Forschungsdatenbank Impfregister
Mit „Analytischen Informationssystemen“ und „Recht und Compliance“ geht es auch bei der bayernweiten Studie „CoVaKo 2021“ zur Sicherheit und Wirksamkeit der SARS-CoV-2 Impfung weiter. Das Projekt, das von der Universität Erlangen federführend durchgeführt wird, vereinigt alle sechs bayerischen Universitätsklinika mit unterschiedlichen Teilprojekten. Es geht um Dreierlei: einmal um die Wirksamkeit der Impfung in verschiedenen Personengruppen, um eine aktive Erfassung der Nebenwirkungen sowie um eine Untersuchung der Durchbruchsinfektionen. Bei Durchbruchsinfektionen werden Risikofaktoren von Menschen erfasst, die sich – obwohl sie geimpft sind – mit dem Virus infizieren.
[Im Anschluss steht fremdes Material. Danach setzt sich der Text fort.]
#[cfg(test)]
mod tests {
    use super::*;
    use crate::domain::models::{Edge, EdgeKind, FactKind, Node, NodeKind, RunState, Stage};
    use crate::domain::ports::InMemoryEvolutionLog;

    fn graph() -> Graph {
        Graph::new("evolving", "a")
            .with_node(Node::new("a", NodeKind::Merge))
            .with_node(Node::new("b", NodeKind::Merge))
            .with_edge(Edge::new("e1", "a", "b", EdgeKind::Standard).with_priority(3))
            .with_terminal("b")
    }

    fn successful_run() -> RunResult {
        let mut state = RunState::new("evolving", "req", "a");
        state.visit("a", Stage::Execution);
        state.signals.record_success("a", Some("e1".to_string()));
        state.visit("b", Stage::Complete);
        RunResult::from_state(state, RunOutcome::Success, None)
    }

    fn engine(config: LearningConfig) -> (EvolutionEngine, Arc<InMemoryEvolutionLog>, Arc<MemoryStore>) {
        let log = Arc::new(InMemoryEvolutionLog::new());
        let memory = Arc::new(MemoryStore::in_memory());
        let engine = EvolutionEngine::new(graph(), memory.clone(), log.clone(), config);
        (engine, log, memory)
    }

    #[tokio::test]
    async fn test_evolve_waits_for_min_runs() {
        let (mut engine, log, _) = engine(LearningConfig::default());
        engine.record_run(&successful_run()).await.unwrap();

        let report = engine.evolve().await.unwrap();

        assert!(report.proposals.is_empty());
        assert_eq!(report.errors, vec!["Need at least 3 runs, have 1".to_string()]);
        assert!(log.cycles().await.unwrap().is_empty());
    }

    #[tokio::test]
    async fn test_evolve_auto_applies_and_logs() {
        let (mut engine, log, memory) = engine(LearningConfig::default());
        for _ in 0..3 {
            engine.record_run(&successful_run()).await.unwrap();
        }

        let report = engine.evolve().await.unwrap();

        assert_eq!(report.applied.len(), 1);
        assert_eq!(engine.graph().edge("e1").unwrap().priority, 2);
        assert_eq!(log.applied().await.unwrap().len(), 1);
        let cycles = log.cycles().await.unwrap();
        assert_eq!(cycles.len(), 1);
        assert_eq!(cycles[0].applied, 1);
        assert!(engine.pending_proposals().await.unwrap().is_empty());

        let lessons = memory.lessons(10).await;
        assert_eq!(lessons.len(), 3);
        assert_eq!(lessons[0].fact.kind, FactKind::Lesson);
        assert_eq!(lessons[0].fact.text, "Successful run pattern: a -> b");

        let stats = engine.stats().await.unwrap();
        assert_eq!(stats.evolution_events, 1);
        assert_eq!(stats.total_applied, 1);
        assert_eq!(stats.analyses_collected, 3);
    }

    #[tokio::test]
    async fn test_suggest_only_queues_then_approval_applies() {
        let (mut engine, _, _) = engine(LearningConfig {
            mode: LearningMode::SuggestOnly,
            ..LearningConfig::default()
        });
        for _ in 0..3 {
            engine.record_run(&successful_run()).await.unwrap();
        }

        let report = engine.evolve().await.unwrap();
        assert!(report.applied.is_empty());
        let pending = engine.pending_proposals().await.unwrap();
        assert_eq!(pending.len(), 1);

        let approved = engine.approve_proposal(pending[0].proposal_id).await.unwrap();
        assert_eq!(approved.applied.len(), 1);
        assert_eq!(approved.proposals[0].status, ProposalStatus::Applied);
        assert_eq!(engine.graph().edge("e1").unwrap().priority, 2);
        assert!(engine.pending_proposals().await.unwrap().is_empty());

        let err = engine.approve_proposal(pending[0].proposal_id).await.unwrap_err();
        assert!(matches!(err, DomainError::InvalidStateTransition { .. }));
    }

    #[tokio::test]
    async fn test_reject_and_unknown_proposal() {
        let (mut engine, _, _) = engine(LearningConfig {
            mode: LearningMode::SuggestOnly,
            ..LearningConfig::default()
        });
        for _ in 0..3 {
            engine.record_run(&successful_run()).await.unwrap();
        }
        engine.evolve().await.unwrap();
        let pending = engine.pending_proposals().await.unwrap();

        let rejected = engine.reject_proposal(pending[0].proposal_id, "not now").await.unwrap();
        assert_eq!(rejected.status, ProposalStatus::Rejected);
        assert_eq!(engine.graph().edge("e1").unwrap().priority, 3);

        let err = engine.reject_proposal(Uuid::new_v4(), "").await.unwrap_err();
        assert!(matches!(err, DomainError::ProposalNotFound(_)));
    }

    #[tokio::test]
    async fn test_improvement_suggestions() {
        let (mut engine, _, _) = engine(LearningConfig::default());
        assert_eq!(engine.improvement_suggestions()[0].action, "collect_runs");

        let failed = RunResult::from_state(RunState::new("evolving", "req", "a"), RunOutcome::Failure, None);
        engine.record_run(&failed).await.unwrap();
        let suggestions = engine.improvement_suggestions();
        assert_eq!(suggestions[0].priority, SuggestionPriority::High);
    }
}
Aufgabe der beiden Forschungsgruppen am iisys ist es bei CoVaKo 2021, eine Forschungsdatenbank an der Hochschule Hof zu etablieren und technisch so zu organisieren, dass Datenschutz und Datensicherheit bei größtmöglichem Nutzen für die Forschung gewahrt sind.
Prof. Dr. Beatrix Weber
Auch hier ist die smartlytic GmbH wieder mit an Bord. Große Herausforderung ist der Schutz der Patienten, denn die Probanden sind – bis auf die Kontrollgruppe – alle mit COVID-19 infiziert. Bei der rechtlichen Konzeption des Forschungsprojektes steht daher neben dem Datenschutz der Schutz und die Wahrung der Rechte der Probanden als Teilnehmer einer medizinischen Studie im Sinne einer ethischen und verantwortungsvollen Wissenschaft im Mittelpunkt.